## Exercise
Please copy out every line in the records below that includes the word "alias".

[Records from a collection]
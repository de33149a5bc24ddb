//! Logical sales categories and raw-code reconciliation.

use serde::{Deserialize, Serialize};

/// The closed set of sales classifications used for target-setting.
///
/// Stores tag transactions with free-form raw codes; several raw codes
/// collapse into one logical category. A code outside the alias table
/// belongs to no category and is excluded from every aggregation.
#[derive(Debug, Clone, Copy, PartialEq, Eq, Hash, Serialize, Deserialize)]
#[serde(rename_all = "snake_case")]
pub enum LogicalCategory {
    /// Overall store sales. Its target is the record's total figure.
    General,
    /// High-margin product lines.
    Profitable,
    /// Perfumery premium line.
    PerfumeryPlus,
    /// Convenience premium line, toys included.
    ConveniencePlus,
    /// Health and GoodLife products.
    Health,
}

impl LogicalCategory {
    /// Every category, in the fixed presentation order.
    pub const ALL: [Self; 5] = [
        Self::General,
        Self::Profitable,
        Self::PerfumeryPlus,
        Self::ConveniencePlus,
        Self::Health,
    ];

    /// Maps a raw category code onto its logical category.
    ///
    /// The alias table is exhaustive and mutually exclusive; codes outside
    /// it map to `None` and are dropped from every bucket.
    #[must_use]
    pub fn from_raw_code(code: &str) -> Option<Self> {
        match code {
            "geral" => Some(Self::General),
            "r_mais" | "rentaveis20" | "rentaveis25" => Some(Self::Profitable),
            "perfumaria_r_mais" => Some(Self::PerfumeryPlus),
            "conveniencia_r_mais" | "conveniencia" | "brinquedo" => Some(Self::ConveniencePlus),
            "saude" | "goodlife" => Some(Self::Health),
            _ => None,
        }
    }

    /// Returns true if the raw code reconciles to this category.
    #[must_use]
    pub fn matches(self, code: &str) -> bool {
        Self::from_raw_code(code) == Some(self)
    }

    /// Display title shown on the metric card.
    #[must_use]
    pub const fn title(self) -> &'static str {
        match self {
            Self::General => "Geral",
            Self::Profitable => "Rentáveis",
            Self::PerfumeryPlus => "Perfumaria R+",
            Self::ConveniencePlus => "Conveniência R+",
            Self::Health => "GoodLife",
        }
    }

    /// Presentation slug used by the display layer for color-coding.
    #[must_use]
    pub const fn slug(self) -> &'static str {
        match self {
            Self::General => "geral",
            Self::Profitable => "rentavel",
            Self::PerfumeryPlus => "perfumaria",
            Self::ConveniencePlus => "conveniencia",
            Self::Health => "goodlife",
        }
    }
}
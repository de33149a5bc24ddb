//! Daily quota and shortfall arithmetic.

use rust_decimal::Decimal;
use serde::{Deserialize, Serialize};

use super::types::MetricStatus;

/// Rolling daily quota derived from the shortfall accumulated before today.
///
/// The quota is not `target / days`: it is re-derived each day from what was
/// still missing as of yesterday, spread over the remaining working days. A
/// store that oversold yesterday sees today's quota drop toward zero; one
/// that undersold sees it rise. Today's own sales never reduce today's
/// quota — they only show up in tomorrow's recomputation.
#[derive(Debug, Clone, Copy, PartialEq, Eq, Serialize, Deserialize)]
pub struct DailyQuota {
    /// Cumulative shortfall as of yesterday, clamped at zero.
    pub shortfall_to_yesterday: Decimal,
    /// Amount to sell today to stay on pace for the period target.
    pub daily_target: Decimal,
    /// What is still missing today, clamped at zero.
    pub shortfall_today: Decimal,
    /// Classification of today's sales against the quota.
    pub status: MetricStatus,
}

impl DailyQuota {
    /// Derives the quota for one category.
    ///
    /// `remaining_days` comes from `calendar::remaining_days` and is at
    /// least 1; a smaller value is clamped rather than dividing by zero.
    #[must_use]
    pub fn derive(
        target: Decimal,
        sold_to_yesterday: Decimal,
        sold_today: Decimal,
        remaining_days: i64,
    ) -> Self {
        let shortfall_to_yesterday = (target - sold_to_yesterday).max(Decimal::ZERO);

        // Once the shortfall before today is exhausted, no further quota is
        // owed, whatever the remaining day count.
        let daily_target = if shortfall_to_yesterday > Decimal::ZERO {
            shortfall_to_yesterday / Decimal::from(remaining_days.max(1))
        } else {
            Decimal::ZERO
        };

        let shortfall_today = (daily_target - sold_today).max(Decimal::ZERO);

        Self {
            shortfall_to_yesterday,
            daily_target,
            shortfall_today,
            status: classify(daily_target, sold_today),
        }
    }
}

/// A zero quota is always `Pending`: nothing is owed today, so there is
/// nothing to reach or exceed, whatever was sold.
fn classify(daily_target: Decimal, sold_today: Decimal) -> MetricStatus {
    if daily_target > Decimal::ZERO && sold_today >= daily_target {
        if sold_today > daily_target {
            MetricStatus::Exceeded
        } else {
            MetricStatus::Reached
        }
    } else {
        MetricStatus::Pending
    }
}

## Task result
/// collapse into one logical category. A code outside the alias table
    /// The alias table is exhaustive and mutually exclusive; codes outside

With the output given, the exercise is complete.